━━━ Entries supplied

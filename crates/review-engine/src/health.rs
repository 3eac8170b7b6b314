//! Health-score banding

/// Qualitative band for a 0-100 health score.
///
/// Feed this the perspective-resolved score, not the base aggregate score,
/// whenever a perspective is active.
#[derive(Debug, Clone, Copy, PartialEq, Eq)]
pub enum HealthBand {
    Good,
    Moderate,
    Concerning,
    Critical,
}

impl HealthBand {
    /// Band for a score, inclusive lower bounds at 80/60/40. Total over all
    /// floats; anything below the Concerning floor (NaN included) is Critical.
    pub fn from_score(score: f64) -> Self {
        if score >= 80.0 {
            HealthBand::Good
        } else if score >= 60.0 {
            HealthBand::Moderate
        } else if score >= 40.0 {
            HealthBand::Concerning
        } else {
            HealthBand::Critical
        }
    }

    pub fn label(&self) -> &'static str {
        match self {
            HealthBand::Good => "Good",
            HealthBand::Moderate => "Moderate",
            HealthBand::Concerning => "Concerning",
            HealthBand::Critical => "Critical",
        }
    }

    /// Display color token for the UI shell.
    pub fn color_token(&self) -> &'static str {
        match self {
            HealthBand::Good => "green",
            HealthBand::Moderate => "yellow",
            HealthBand::Concerning => "orange",
            HealthBand::Critical => "red",
        }
    }
}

━━━━━━

To do: Once you have identified the lines above that contain "Moderate", copy each of them.

Answer for this exercise:
    Moderate,
            HealthBand::Moderate
            HealthBand::Moderate => "Moderate",
            HealthBand::Moderate => "yellow",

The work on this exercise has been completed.